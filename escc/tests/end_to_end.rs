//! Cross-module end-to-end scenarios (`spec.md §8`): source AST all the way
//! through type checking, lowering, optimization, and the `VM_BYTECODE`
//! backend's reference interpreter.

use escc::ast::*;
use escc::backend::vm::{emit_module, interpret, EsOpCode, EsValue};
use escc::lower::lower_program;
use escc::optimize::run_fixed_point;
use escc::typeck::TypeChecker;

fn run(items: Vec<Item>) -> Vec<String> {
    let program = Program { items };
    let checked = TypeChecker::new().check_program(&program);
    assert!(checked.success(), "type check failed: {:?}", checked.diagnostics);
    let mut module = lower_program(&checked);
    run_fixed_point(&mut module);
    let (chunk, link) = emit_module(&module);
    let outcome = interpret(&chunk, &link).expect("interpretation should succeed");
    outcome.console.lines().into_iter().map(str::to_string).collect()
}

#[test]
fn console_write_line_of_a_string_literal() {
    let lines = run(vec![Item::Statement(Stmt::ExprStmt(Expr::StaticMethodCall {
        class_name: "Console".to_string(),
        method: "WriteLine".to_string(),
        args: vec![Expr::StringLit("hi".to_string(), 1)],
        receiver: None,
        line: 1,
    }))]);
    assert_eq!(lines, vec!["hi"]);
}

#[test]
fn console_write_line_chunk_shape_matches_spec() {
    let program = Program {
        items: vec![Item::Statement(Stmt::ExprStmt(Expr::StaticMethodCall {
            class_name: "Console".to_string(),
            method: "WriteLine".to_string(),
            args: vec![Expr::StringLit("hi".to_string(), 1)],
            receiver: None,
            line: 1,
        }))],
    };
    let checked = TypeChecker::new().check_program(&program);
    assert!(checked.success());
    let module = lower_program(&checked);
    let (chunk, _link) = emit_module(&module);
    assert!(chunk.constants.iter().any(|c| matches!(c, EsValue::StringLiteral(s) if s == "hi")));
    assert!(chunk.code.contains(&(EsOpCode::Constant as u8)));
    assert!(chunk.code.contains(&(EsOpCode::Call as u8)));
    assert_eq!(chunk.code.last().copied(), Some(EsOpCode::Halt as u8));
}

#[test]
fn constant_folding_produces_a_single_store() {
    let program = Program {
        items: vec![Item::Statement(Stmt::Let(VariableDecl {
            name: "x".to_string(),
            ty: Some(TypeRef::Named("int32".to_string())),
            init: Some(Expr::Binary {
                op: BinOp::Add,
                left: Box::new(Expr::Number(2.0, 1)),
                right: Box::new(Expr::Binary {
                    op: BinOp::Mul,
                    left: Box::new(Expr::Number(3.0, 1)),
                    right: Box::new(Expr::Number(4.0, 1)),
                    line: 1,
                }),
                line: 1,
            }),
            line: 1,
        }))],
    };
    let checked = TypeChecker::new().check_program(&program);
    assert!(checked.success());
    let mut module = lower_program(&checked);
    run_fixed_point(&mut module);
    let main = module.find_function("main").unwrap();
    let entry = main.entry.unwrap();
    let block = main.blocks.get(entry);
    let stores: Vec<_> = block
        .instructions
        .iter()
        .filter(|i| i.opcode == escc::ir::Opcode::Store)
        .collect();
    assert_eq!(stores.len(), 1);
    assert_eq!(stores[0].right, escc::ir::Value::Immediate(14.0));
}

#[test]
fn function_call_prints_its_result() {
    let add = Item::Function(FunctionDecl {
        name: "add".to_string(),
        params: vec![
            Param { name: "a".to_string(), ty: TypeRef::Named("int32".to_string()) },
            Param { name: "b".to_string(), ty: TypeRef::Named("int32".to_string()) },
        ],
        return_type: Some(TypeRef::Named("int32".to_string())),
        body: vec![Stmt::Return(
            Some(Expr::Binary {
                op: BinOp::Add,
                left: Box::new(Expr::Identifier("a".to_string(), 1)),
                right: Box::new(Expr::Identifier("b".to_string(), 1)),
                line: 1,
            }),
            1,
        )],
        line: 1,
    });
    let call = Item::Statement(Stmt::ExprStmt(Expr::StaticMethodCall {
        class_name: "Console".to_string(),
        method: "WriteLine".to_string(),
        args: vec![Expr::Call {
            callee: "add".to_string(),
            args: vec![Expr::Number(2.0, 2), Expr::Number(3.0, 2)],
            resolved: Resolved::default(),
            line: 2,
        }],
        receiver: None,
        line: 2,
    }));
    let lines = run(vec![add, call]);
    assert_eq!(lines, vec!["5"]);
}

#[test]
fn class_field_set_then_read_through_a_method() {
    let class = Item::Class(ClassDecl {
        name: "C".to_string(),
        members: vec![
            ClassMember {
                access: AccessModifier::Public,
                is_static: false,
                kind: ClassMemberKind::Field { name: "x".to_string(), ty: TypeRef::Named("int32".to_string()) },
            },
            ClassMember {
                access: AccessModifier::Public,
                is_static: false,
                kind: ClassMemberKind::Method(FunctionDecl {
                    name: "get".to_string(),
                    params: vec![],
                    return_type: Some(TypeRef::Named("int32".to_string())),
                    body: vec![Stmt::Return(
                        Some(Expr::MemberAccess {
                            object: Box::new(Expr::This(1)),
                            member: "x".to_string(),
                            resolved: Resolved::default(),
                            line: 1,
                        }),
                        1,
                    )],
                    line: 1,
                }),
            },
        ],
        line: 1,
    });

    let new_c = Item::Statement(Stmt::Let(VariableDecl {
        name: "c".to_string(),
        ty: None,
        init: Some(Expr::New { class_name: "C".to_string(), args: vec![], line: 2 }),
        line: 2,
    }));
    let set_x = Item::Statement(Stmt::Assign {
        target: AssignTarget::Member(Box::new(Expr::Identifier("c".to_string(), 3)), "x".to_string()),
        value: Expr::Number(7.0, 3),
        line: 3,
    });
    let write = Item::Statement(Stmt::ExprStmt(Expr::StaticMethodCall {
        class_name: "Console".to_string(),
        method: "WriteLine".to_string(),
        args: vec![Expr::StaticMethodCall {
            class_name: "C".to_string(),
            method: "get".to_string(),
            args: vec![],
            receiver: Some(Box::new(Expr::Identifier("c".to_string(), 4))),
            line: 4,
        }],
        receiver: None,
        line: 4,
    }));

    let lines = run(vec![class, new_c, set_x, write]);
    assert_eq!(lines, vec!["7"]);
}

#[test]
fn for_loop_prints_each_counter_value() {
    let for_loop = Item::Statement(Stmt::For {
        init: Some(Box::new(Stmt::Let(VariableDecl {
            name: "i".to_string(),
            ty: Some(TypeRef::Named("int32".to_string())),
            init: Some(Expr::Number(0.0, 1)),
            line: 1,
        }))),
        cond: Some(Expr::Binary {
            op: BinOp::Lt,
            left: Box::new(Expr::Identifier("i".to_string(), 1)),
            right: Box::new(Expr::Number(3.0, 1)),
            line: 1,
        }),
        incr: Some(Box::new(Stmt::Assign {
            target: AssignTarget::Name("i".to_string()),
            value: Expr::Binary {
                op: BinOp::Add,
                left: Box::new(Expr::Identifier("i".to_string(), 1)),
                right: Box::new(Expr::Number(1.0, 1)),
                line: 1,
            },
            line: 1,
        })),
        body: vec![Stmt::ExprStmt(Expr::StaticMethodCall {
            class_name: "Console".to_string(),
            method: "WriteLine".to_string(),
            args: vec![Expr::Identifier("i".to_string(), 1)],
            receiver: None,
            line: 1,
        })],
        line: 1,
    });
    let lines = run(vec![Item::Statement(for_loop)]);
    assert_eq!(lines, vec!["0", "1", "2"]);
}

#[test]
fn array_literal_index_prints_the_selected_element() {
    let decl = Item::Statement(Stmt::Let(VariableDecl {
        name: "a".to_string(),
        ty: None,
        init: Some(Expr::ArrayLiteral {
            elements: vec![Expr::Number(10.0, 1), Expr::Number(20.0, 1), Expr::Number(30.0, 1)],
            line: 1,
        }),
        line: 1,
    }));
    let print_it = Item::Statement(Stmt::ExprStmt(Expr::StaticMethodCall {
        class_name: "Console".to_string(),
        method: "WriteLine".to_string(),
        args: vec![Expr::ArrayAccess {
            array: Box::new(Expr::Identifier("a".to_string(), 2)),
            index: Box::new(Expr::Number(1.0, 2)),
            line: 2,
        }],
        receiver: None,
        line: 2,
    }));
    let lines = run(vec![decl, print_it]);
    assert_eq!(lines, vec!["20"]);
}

##############################

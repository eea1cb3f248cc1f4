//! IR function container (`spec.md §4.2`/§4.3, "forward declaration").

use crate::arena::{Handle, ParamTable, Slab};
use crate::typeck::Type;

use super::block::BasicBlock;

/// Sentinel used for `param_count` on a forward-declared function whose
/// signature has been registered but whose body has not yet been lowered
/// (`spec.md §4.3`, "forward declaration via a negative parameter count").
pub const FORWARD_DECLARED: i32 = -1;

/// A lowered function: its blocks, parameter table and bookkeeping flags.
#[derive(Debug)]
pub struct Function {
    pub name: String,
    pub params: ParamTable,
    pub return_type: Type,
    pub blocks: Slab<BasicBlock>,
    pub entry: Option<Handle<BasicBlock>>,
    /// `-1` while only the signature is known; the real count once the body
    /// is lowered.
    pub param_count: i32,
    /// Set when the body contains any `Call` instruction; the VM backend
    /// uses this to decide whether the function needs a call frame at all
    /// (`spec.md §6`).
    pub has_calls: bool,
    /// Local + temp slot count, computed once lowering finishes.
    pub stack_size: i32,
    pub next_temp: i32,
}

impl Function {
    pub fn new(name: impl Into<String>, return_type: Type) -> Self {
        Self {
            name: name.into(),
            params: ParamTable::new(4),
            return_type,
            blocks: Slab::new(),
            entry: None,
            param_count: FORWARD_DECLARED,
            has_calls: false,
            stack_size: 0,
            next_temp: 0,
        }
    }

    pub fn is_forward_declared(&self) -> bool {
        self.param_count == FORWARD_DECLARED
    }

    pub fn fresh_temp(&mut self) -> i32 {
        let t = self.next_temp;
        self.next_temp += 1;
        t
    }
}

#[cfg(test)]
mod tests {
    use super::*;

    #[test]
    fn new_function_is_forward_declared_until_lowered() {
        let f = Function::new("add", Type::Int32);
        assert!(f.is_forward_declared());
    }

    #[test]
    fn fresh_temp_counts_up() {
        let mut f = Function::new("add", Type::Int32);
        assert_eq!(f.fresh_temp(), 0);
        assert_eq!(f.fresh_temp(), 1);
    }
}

##############################

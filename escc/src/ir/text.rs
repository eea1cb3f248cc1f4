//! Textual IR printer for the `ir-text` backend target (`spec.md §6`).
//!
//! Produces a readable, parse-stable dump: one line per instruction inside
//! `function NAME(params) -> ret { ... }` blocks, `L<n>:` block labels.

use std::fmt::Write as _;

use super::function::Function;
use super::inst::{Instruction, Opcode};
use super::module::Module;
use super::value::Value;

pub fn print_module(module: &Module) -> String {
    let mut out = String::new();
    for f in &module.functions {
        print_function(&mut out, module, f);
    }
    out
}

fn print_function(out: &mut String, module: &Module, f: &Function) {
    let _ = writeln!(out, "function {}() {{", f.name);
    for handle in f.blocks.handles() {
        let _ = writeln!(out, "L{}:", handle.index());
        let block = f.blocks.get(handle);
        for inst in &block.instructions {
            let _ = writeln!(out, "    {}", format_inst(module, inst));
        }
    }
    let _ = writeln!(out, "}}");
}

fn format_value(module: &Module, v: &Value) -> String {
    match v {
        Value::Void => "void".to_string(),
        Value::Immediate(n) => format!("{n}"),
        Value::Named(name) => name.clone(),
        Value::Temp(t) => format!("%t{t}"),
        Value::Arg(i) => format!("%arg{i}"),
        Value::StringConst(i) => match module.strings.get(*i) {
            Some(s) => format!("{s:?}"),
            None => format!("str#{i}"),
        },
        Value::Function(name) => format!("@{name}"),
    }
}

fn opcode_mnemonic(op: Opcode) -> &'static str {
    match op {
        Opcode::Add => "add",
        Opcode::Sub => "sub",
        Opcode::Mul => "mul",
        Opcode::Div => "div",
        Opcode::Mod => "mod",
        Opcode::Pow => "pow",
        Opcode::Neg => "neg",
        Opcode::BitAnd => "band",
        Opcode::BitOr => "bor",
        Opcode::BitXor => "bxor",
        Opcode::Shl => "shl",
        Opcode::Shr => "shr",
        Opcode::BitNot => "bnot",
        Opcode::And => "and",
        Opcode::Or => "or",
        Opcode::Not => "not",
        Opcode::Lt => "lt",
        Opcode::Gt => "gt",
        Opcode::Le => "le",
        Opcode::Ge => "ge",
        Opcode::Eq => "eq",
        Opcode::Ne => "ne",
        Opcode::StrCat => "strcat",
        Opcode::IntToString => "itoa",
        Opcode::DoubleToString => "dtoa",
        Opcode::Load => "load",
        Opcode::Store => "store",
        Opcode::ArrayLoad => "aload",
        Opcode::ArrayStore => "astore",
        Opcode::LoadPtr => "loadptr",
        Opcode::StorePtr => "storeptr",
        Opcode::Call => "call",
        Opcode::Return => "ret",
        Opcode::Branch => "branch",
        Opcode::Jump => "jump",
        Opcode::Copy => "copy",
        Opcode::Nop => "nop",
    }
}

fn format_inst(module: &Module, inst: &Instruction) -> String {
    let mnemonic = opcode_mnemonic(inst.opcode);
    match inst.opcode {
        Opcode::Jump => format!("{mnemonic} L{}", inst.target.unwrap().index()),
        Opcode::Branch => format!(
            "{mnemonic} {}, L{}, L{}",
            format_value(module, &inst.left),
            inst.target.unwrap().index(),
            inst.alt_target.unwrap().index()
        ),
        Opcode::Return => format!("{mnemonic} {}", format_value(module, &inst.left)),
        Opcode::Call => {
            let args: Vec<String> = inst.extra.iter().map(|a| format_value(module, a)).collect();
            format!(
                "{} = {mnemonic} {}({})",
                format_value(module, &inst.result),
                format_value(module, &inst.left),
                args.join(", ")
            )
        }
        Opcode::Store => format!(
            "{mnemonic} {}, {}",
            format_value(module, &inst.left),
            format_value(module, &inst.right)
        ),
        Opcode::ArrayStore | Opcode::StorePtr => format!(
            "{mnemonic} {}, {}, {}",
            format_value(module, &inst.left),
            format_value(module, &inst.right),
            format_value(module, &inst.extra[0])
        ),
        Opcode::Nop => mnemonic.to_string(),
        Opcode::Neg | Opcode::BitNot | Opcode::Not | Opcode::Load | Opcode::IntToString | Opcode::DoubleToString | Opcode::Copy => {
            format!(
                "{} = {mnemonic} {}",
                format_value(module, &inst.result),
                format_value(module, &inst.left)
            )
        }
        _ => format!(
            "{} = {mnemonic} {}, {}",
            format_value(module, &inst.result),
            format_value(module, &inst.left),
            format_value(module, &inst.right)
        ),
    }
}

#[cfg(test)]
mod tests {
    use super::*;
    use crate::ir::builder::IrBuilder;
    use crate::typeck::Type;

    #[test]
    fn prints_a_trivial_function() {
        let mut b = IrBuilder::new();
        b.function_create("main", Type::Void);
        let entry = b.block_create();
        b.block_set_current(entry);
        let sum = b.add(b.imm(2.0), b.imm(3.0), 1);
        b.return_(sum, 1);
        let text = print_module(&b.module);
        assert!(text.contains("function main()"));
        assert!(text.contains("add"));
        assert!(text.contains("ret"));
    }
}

##############################

**TASK OBJECTIVE:**
What are the lines, exactly as written above, from the line with "filename escc/tests/end_to_end.rs" to the line with "use escc::ast::*;", both included? Output only those.

**RESULT OF THIS EXERCISE:**
filename escc/tests/end_to_end.rs
//! Cross-module end-to-end scenarios (`spec.md §8`): source AST all the way
//! through type checking, lowering, optimization, and the `VM_BYTECODE`
//! backend's reference interpreter.

use escc::ast::*;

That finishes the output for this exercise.